Étude de la luminance dans un milieu purement
absorbant
Le développement de méthodes de Monte-Carlo appliquées à des problématiques de transfert radiatif date des années 1960 avec les travaux de J.R. Howell et de M. Perlmutter [Howell et Perlmutter, 1964a, Howell et Perlmutter, 1964b, Perlmutter et Howell, 1964, Howell, 1969]. Bénéficiant des progrès méthodologiques et informatiques, elles sont aujourd’hui bien maîtrisées dans les applications ayant trait au rayonnement thermique dans les milieux participants [Farmer et Howell, 1998, Howell, 1998, Modest, 2003b] où elles occupent le rôle de méthodes de référence et de validation.

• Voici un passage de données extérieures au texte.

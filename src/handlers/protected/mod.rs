// handlers/protected/mod.rs - signed-in user required
//
// Routes here sit behind `jwt_auth_middleware`; handlers take `CurrentUser`
// to load the session user from the store.

pub mod auth;
pub mod notes;
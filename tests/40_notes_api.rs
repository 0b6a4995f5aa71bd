// Per-user notes and session handling, driven in-process

use anyhow::Result;
use axum::http::StatusCode;
use quill_api::testing::{TestApp, TEST_ADMIN_EMAIL};
use serde_json::json;

#[tokio::test]
async fn join_validates_input() -> Result<()> {
    let app = TestApp::new();

    let res = app
        .post_json("/auth/join", None, &json!({ "email": "nope", "password": "long enough" }))
        .await?;
    assert_eq!(res.status, StatusCode::UNPROCESSABLE_ENTITY);
    assert_eq!(res.body["field_errors"]["email"], "Email is invalid");

    let res = app
        .post_json("/auth/join", None, &json!({ "email": "a@quill.test", "password": "short" }))
        .await?;
    assert_eq!(res.body["field_errors"]["password"], "Password is too short");

    app.join("a@quill.test", "long enough").await?;
    let res = app
        .post_json("/auth/join", None, &json!({ "email": "a@quill.test", "password": "long enough" }))
        .await?;
    assert_eq!(res.status, StatusCode::UNPROCESSABLE_ENTITY);
    assert_eq!(res.body["field_errors"]["email"], "A user already exists with this email");
    Ok(())
}

#[tokio::test]
async fn login_checks_the_password() -> Result<()> {
    let app = TestApp::new();
    app.join("b@quill.test", "long enough").await?;

    let res = app
        .post_json("/auth/login", None, &json!({ "email": "b@quill.test", "password": "wrong guess" }))
        .await?;
    assert_eq!(res.status, StatusCode::UNAUTHORIZED);
    assert_eq!(res.body["error"], "Invalid email or password");

    let res = app
        .post_json("/auth/login", None, &json!({ "email": "b@quill.test", "password": "long enough" }))
        .await?;
    assert_eq!(res.status, StatusCode::OK);
    assert!(res.body["data"]["token"].is_string());
    assert_eq!(res.body["data"]["is_admin"], false);
    assert!(res.body["data"]["user"].get("passwordHash").is_none());
    Ok(())
}

#[tokio::test]
async fn whoami_reports_admin_flag() -> Result<()> {
    let app = TestApp::new();
    let user = app.join("c@quill.test", "long enough").await?;
    let admin = app.join(TEST_ADMIN_EMAIL, "long enough").await?;

    let res = app.get("/api/auth/whoami", Some(&user)).await?;
    assert_eq!(res.status, StatusCode::OK);
    assert_eq!(res.body["data"]["user"]["email"], "c@quill.test");
    assert_eq!(res.body["data"]["is_admin"], false);

    let res = app.get("/api/auth/whoami", Some(&admin)).await?;
    assert_eq!(res.body["data"]["is_admin"], true);

    let res = app.get("/api/auth/whoami", Some("not-a-token")).await?;
    assert_eq!(res.status, StatusCode::UNAUTHORIZED);
    Ok(())
}

#[tokio::test]
async fn notes_are_scoped_to_their_owner() -> Result<()> {
    let app = TestApp::new();
    let alice = app.join("alice@quill.test", "long enough").await?;
    let bob = app.join("bob@quill.test", "long enough").await?;

    let res = app
        .post_json("/notes", Some(&alice), &json!({ "title": "Groceries", "body": "eggs" }))
        .await?;
    assert_eq!(res.status, StatusCode::CREATED);
    let id = res.body["data"]["id"].as_str().unwrap().to_string();

    let res = app.get("/notes", Some(&alice)).await?;
    assert_eq!(res.body["data"]["notes"], json!([{ "id": id, "title": "Groceries" }]));

    let res = app.get("/notes", Some(&bob)).await?;
    assert_eq!(res.body["data"]["notes"], json!([]));

    let res = app.get(&format!("/notes/{}", id), Some(&bob)).await?;
    assert_eq!(res.status, StatusCode::NOT_FOUND);

    let res = app.delete(&format!("/notes/{}", id), Some(&bob)).await?;
    assert_eq!(res.status, StatusCode::NOT_FOUND);

    let res = app.get(&format!("/notes/{}", id), Some(&alice)).await?;
    assert_eq!(res.status, StatusCode::OK);
    assert_eq!(res.body["data"]["body"], "eggs");

    let res = app.delete(&format!("/notes/{}", id), Some(&alice)).await?;
    assert_eq!(res.status, StatusCode::OK);
    assert_eq!(res.body["data"]["deleted"], 1);
    Ok(())
}

#[tokio::test]
async fn note_form_requires_title_and_body() -> Result<()> {
    let app = TestApp::new();
    let token = app.join("d@quill.test", "long enough").await?;

    let res = app.post_json("/notes", Some(&token), &json!({ "title": " " })).await?;
    assert_eq!(res.status, StatusCode::UNPROCESSABLE_ENTITY);
    assert_eq!(res.body["error"], "Note is invalid");
    assert_eq!(res.body["field_errors"]["title"], "Title is required");
    assert_eq!(res.body["field_errors"]["body"], "Body is required");
    Ok(())
}

#[tokio::test]
async fn notes_need_a_session() -> Result<()> {
    let app = TestApp::new();
    let res = app.get("/notes", None).await?;
    assert_eq!(res.status, StatusCode::UNAUTHORIZED);
    Ok(())
}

Plutôt que de poursuivre la présentation des méthodes de Monte-Carlo en toute généralité, nous allons désormais les appliquer à des problématiques radiatives en présence de milieu participant. Le cas d’étude, simple au début, sera progressivement complexifié dans le but d’introduire les différentes techniques et approches qui seront utilisées dans la suite de ce manuscrit. Pour commencer, plaçons-nous dans le cas particulier d’un milieu semi-transparent purement absorbant (les phénomènes de diffusion sont négligés). Puisque dans une telle configuration, le rayonnement ne se propage qu’en ligne droite jusqu’à ce qu’il soit absorbé, il est possible de ramener ce problème à un cas monodimensionnel.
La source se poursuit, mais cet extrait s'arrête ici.